Firman mengangguk, meski sebenarnya ia bingung dengan tingkah anak bungsunya ini. Semalam, Adrian menemuinya dan berkata baru saja mengantar Rere pulang. Ia memberitahu jika Rere tidak enak badan dan meninggalkan motornya. Padahal saat di telepon anak gadisnya itu seperti dalam kondisi baik.

Memang dia tidak sempat bertemu dengan Rere. Semuanya sibuk menyiapkan akad nikah Renata dan Mahesa yang terpaksa dilakukan mendadak karena kondisi Restu yang tiba-tiba memburuk. Yang makin membuatnya bingung adalah, kesalahan yang Mahesa buat saat mengucapkan ijab kabul. Firman yakin ada sesuatu di sini. Karena dua kali Mahesa salah menyebut nama. Bukan Renata Arnelita yang laki-laki itu sebut, namun malah nama Revanya.

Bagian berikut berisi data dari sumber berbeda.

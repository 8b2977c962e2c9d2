use crate::error::AppError;
use crate::middleware::guards::User;
use crate::models::AdminSuccession;
use crate::services::membership_service::MembershipService;
use crate::state::AppState;
use actix_web::{delete, post, web, HttpResponse};
use serde::{Deserialize, Serialize};
use uuid::Uuid;

#[derive(Deserialize)]
pub struct AddMembersRequest {
    pub members: Vec<Uuid>,
}

#[derive(Serialize)]
#[serde(rename_all = "camelCase")]
pub struct AddMembersResponse {
    pub added: Vec<Uuid>,
}

#[derive(Serialize)]
#[serde(rename_all = "camelCase")]
pub struct RemoveMemberResponse {
    pub conversation_id: Uuid,
    pub user_id: Uuid,
    /// Set when the departing admin's role moved to someone else
    #[serde(skip_serializing_if = "Option::is_none")]
    pub new_admin_id: Option<Uuid>,
}

/// DELETE /conversations/{id}/members/{userId}
/// Self-leave when the target is the caller, admin kick otherwise
#[delete("/conversations/{id}/members/{user_id}")]
pub async fn remove_member(
    state: web::Data<AppState>,
    user: User,
    path: web::Path<(Uuid, Uuid)>,
) -> Result<HttpResponse, AppError> {
    let (conversation_id, target_id) = path.into_inner();
    let succession = MembershipService::remove_member(
        state.store.as_ref(),
        &state.registry,
        conversation_id,
        user.id,
        target_id,
    )
    .await?;

    let new_admin_id = match succession {
        AdminSuccession::Transferred(id) => Some(id),
        AdminSuccession::Unchanged | AdminSuccession::Orphaned => None,
    };
    Ok(HttpResponse::Ok().json(RemoveMemberResponse {
        conversation_id,
        user_id: target_id,
        new_admin_id,
    }))
}

/// POST /conversations/{id}/members/add
/// Admin only; users already active are skipped
#[post("/conversations/{id}/members/add")]
pub async fn add_members(
    state: web::Data<AppState>,
    user: User,
    conversation_id: web::Path<Uuid>,
    body: web::Json<AddMembersRequest>,
) -> Result<HttpResponse, AppError> {
    let added = MembershipService::add_members(
        state.store.as_ref(),
        &state.registry,
        conversation_id.into_inner(),
        user.id,
        &body.members,
    )
    .await?;
    Ok(HttpResponse::Ok().json(AddMembersResponse { added }))
}
//! Membership ledger: who belongs to a conversation, since when, and
//! whether they may still act on it

use crate::error::{AppError, AppResult};
use crate::models::{
    AdminSuccession, Conversation, Departure, Membership, Message, SystemEvent,
};
use crate::services::display::DisplayNames;
use crate::services::fanout;
use crate::store::ChatStore;
use crate::websocket::events::OutboundEvent;
use crate::websocket::{ConnectionRegistry, Scope};
use chrono::Utc;
use rand::seq::SliceRandom;
use std::collections::HashSet;
use uuid::Uuid;

pub struct MembershipService;

impl MembershipService {
    /// Conversation must exist and the user must hold a row, active or not
    pub async fn ensure_member(
        store: &dyn ChatStore,
        conversation_id: Uuid,
        user_id: Uuid,
    ) -> AppResult<(Conversation, Membership)> {
        let conversation = store
            .get_conversation(conversation_id)
            .await?
            .ok_or_else(|| AppError::not_found("conversation"))?;
        let membership = store
            .get_membership(conversation_id, user_id)
            .await?
            .ok_or_else(|| AppError::forbidden("not a member of this conversation"))?;
        Ok((conversation, membership))
    }

    /// Like `ensure_member`, but inactive rows only grant history access
    pub async fn ensure_active_member(
        store: &dyn ChatStore,
        conversation_id: Uuid,
        user_id: Uuid,
    ) -> AppResult<(Conversation, Membership)> {
        let (conversation, membership) =
            Self::ensure_member(store, conversation_id, user_id).await?;
        if !membership.active {
            return Err(AppError::forbidden("no longer a member of this conversation"));
        }
        Ok((conversation, membership))
    }

    /// Admin adds users to a group; inactive rows are reactivated
    ///
    /// Returns the users that were not active before.
    pub async fn add_members(
        store: &dyn ChatStore,
        registry: &ConnectionRegistry,
        conversation_id: Uuid,
        actor_id: Uuid,
        user_ids: &[Uuid],
    ) -> AppResult<Vec<Uuid>> {
        let (conversation, membership) =
            Self::ensure_member(store, conversation_id, actor_id).await?;
        if !conversation.is_group {
            return Err(AppError::invalid("members can only be added to groups"));
        }
        if !membership.active || !conversation.is_admin(actor_id) {
            return Err(AppError::forbidden("only the admin can add members"));
        }

        let mut seen = HashSet::new();
        let requested: Vec<Uuid> = user_ids.iter().copied().filter(|id| seen.insert(*id)).collect();
        if requested.is_empty() {
            return Err(AppError::invalid("members list is empty"));
        }
        let known = store.get_users(&requested).await?;
        if known.len() != requested.len() {
            return Err(AppError::not_found("user"));
        }

        let active: HashSet<Uuid> = store
            .list_members(conversation_id)
            .await?
            .into_iter()
            .filter(|m| m.active)
            .map(|m| m.user_id)
            .collect();
        let added: Vec<Uuid> = requested
            .into_iter()
            .filter(|id| !active.contains(id))
            .collect();
        if added.is_empty() {
            return Ok(added);
        }

        let at = Utc::now();
        let records: Vec<Message> = added
            .iter()
            .map(|user_id| {
                Message::system(
                    conversation_id,
                    SystemEvent::MemberAdded {
                        actor_id,
                        user_id: *user_id,
                    },
                    at,
                )
            })
            .collect();
        store
            .add_members(conversation_id, &added, at, &records)
            .await?;

        tracing::info!(
            conversation_id = %conversation_id,
            actor_id = %actor_id,
            added = added.len(),
            "Members added"
        );

        Self::announce_added(store, registry, &conversation, actor_id, &added).await;
        Ok(added)
    }

    async fn announce_added(
        store: &dyn ChatStore,
        registry: &ConnectionRegistry,
        conversation: &Conversation,
        actor_id: Uuid,
        added: &[Uuid],
    ) {
        let mut subjects = vec![actor_id];
        subjects.extend_from_slice(added);

        for viewer in registry.conversation_viewers(conversation.id).await {
            let names = match DisplayNames::load(store, viewer, &subjects).await {
                Ok(names) => names,
                Err(e) => {
                    tracing::warn!(error = %e, viewer = %viewer, "Skipping miembro_agregado");
                    continue;
                }
            };
            for user_id in added {
                let event = OutboundEvent::MemberAdded {
                    conversacion_id: conversation.id,
                    nuevo_id: *user_id,
                    admin_id: actor_id,
                    admin_visible: names.short_name(actor_id),
                    nuevo_visible: names.short_name(*user_id),
                };
                fanout::emit_to_viewer(registry, conversation.id, viewer, &event).await;
            }
        }

        for user_id in added {
            let event = OutboundEvent::NewChat {
                id: conversation.id,
                titulo: conversation.title.clone(),
                es_grupo: true,
            };
            fanout::emit(registry, &[Scope::User(*user_id)], &event, None).await;
        }
    }

    /// Self-leave, or removal of another member by the admin
    ///
    /// When the admin leaves, an active member chosen uniformly at random
    /// takes over; with nobody left the group has no admin.
    pub async fn remove_member(
        store: &dyn ChatStore,
        registry: &ConnectionRegistry,
        conversation_id: Uuid,
        actor_id: Uuid,
        target_id: Uuid,
    ) -> AppResult<AdminSuccession> {
        let conversation = store
            .get_conversation(conversation_id)
            .await?
            .filter(|c| c.is_group)
            .ok_or_else(|| AppError::not_found("group"))?;
        Self::ensure_member(store, conversation_id, actor_id).await?;

        let own_exit = actor_id == target_id;
        if !own_exit && !conversation.is_admin(actor_id) {
            return Err(AppError::forbidden("only the admin can remove members"));
        }
        let target = store
            .get_membership(conversation_id, target_id)
            .await?
            .ok_or_else(|| AppError::not_found("member"))?;
        if !own_exit && conversation.is_admin(target_id) {
            return Err(AppError::forbidden("the admin can only leave voluntarily"));
        }
        if !target.active {
            return Ok(AdminSuccession::Unchanged);
        }

        let succession = Self::succession_for(store, &conversation, target_id).await?;

        // stamped with left_at so the leaver's window still includes them
        let left_at = Utc::now();
        let event = if own_exit {
            SystemEvent::MemberLeft { user_id: target_id }
        } else {
            SystemEvent::MemberRemoved {
                actor_id,
                user_id: target_id,
            }
        };
        let mut records = vec![Message::system(conversation_id, event, left_at)];
        if let AdminSuccession::Transferred(user_id) = succession {
            records.push(Message::system(
                conversation_id,
                SystemEvent::AdminChanged { user_id },
                left_at,
            ));
        }

        store
            .record_departure(&Departure {
                conversation_id,
                user_id: target_id,
                left_at,
                succession,
                records,
            })
            .await?;

        tracing::info!(
            conversation_id = %conversation_id,
            actor_id = %actor_id,
            target_id = %target_id,
            succession = ?succession,
            "Member departed"
        );

        Self::announce_departure(store, registry, conversation_id, actor_id, target_id, succession)
            .await;
        registry.unsubscribe_user(target_id, conversation_id).await;
        Ok(succession)
    }

    /// Admin seat outcome when `departing` leaves the group: a random
    /// active member takes over, or nobody when none remains
    pub(crate) async fn succession_for(
        store: &dyn ChatStore,
        conversation: &Conversation,
        departing: Uuid,
    ) -> AppResult<AdminSuccession> {
        if !conversation.is_group || !conversation.is_admin(departing) {
            return Ok(AdminSuccession::Unchanged);
        }
        let candidates: Vec<Uuid> = store
            .list_members(conversation.id)
            .await?
            .into_iter()
            .filter(|m| m.active && m.user_id != departing)
            .map(|m| m.user_id)
            .collect();
        Ok(match candidates.choose(&mut rand::thread_rng()) {
            Some(user_id) => AdminSuccession::Transferred(*user_id),
            None => AdminSuccession::Orphaned,
        })
    }

    /// `nuevo_admin_grupo` for every subscribed viewer, named in their aliases
    pub(crate) async fn announce_admin_change(
        store: &dyn ChatStore,
        registry: &ConnectionRegistry,
        conversation_id: Uuid,
        new_admin: Uuid,
    ) {
        for viewer in registry.conversation_viewers(conversation_id).await {
            let nombre = match DisplayNames::load(store, viewer, &[new_admin]).await {
                Ok(names) => names.short_name(new_admin),
                Err(e) => {
                    tracing::warn!(error = %e, viewer = %viewer, "Skipping nuevo_admin_grupo");
                    continue;
                }
            };
            let changed = OutboundEvent::AdminChanged {
                conversacion_id: conversation_id,
                nuevo_admin_id: new_admin,
                nombre,
            };
            fanout::emit_to_viewer(registry, conversation_id, viewer, &changed).await;
        }
    }

    async fn announce_departure(
        store: &dyn ChatStore,
        registry: &ConnectionRegistry,
        conversation_id: Uuid,
        actor_id: Uuid,
        target_id: Uuid,
        succession: AdminSuccession,
    ) {
        let new_admin = match succession {
            AdminSuccession::Transferred(user_id) => Some(user_id),
            _ => None,
        };
        let mut subjects = vec![actor_id, target_id];
        subjects.extend(new_admin);

        for viewer in registry.conversation_viewers(conversation_id).await {
            let names = match DisplayNames::load(store, viewer, &subjects).await {
                Ok(names) => names,
                Err(e) => {
                    tracing::warn!(error = %e, viewer = %viewer, "Skipping usuario_salio_grupo");
                    continue;
                }
            };
            let left = OutboundEvent::MemberLeft {
                conversacion_id: conversation_id,
                usuario_id: target_id,
                nombre_salida: names.short_name(target_id),
                actor_id,
                actor_nombre: names.short_name(actor_id),
                es_salida_propia: actor_id == target_id,
                nuevo_admin_id: new_admin,
            };
            fanout::emit_to_viewer(registry, conversation_id, viewer, &left).await;

            if let Some(new_admin) = new_admin {
                let changed = OutboundEvent::AdminChanged {
                    conversacion_id: conversation_id,
                    nuevo_admin_id: new_admin,
                    nombre: names.short_name(new_admin),
                };
                fanout::emit_to_viewer(registry, conversation_id, viewer, &changed).await;
            }
        }
    }
}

Walaupun akhirnya dikesempatan ketiga laki-laki itu berhasil menyebutkan ijab kabul dengan benar. Entah mengapa Firman merasa ada yang janggal. Apa dia telah salah mengambil langkah?

*

Laki-laki yang masih mengenakan kemeja putih sejak semalam itu hanya mematung di salah satu meja kantin rumah sakit. Ia merasa tidak berguna karena telah menyakiti gadis yang seharusnya ia perjuangkan. Ia telah menghancurkan Rere dengan memberinya harapan. Ia telah mematahkan hati Rere, yang ia yakini sudah tidak lagi berbentuk.

Tepukan di bahu tidak membuat laki-laki itu beranjak dari tempatnya. Juga tidak mengubah posisinya.

"Bang! Lo nggak bisa kayak gini terus!"

Mahesa mendengus, enggan menggerakkan kepalanya ke mana pun. "Gue jahat, cuman itu kata yang pantas buat gue saat ini."

"Tapi ini bukan sepenuhnya kesalahan lo. Keadaannya memang nggak memungkinkan, kan?" Adrian mencoba menghibur. Ia sangat prihatin dengan kondisi abangnya. Juga keadaan Rere yang ia lihat begitu hancur malam tadi.

"Gue udah nggak punya muka lagi ketemu Rere. Gue bener-bener tolol!"

Adrian bingung harus berkata apa. Jadi dia hanya diam, sambil menepuk pundak abangnya dua kali.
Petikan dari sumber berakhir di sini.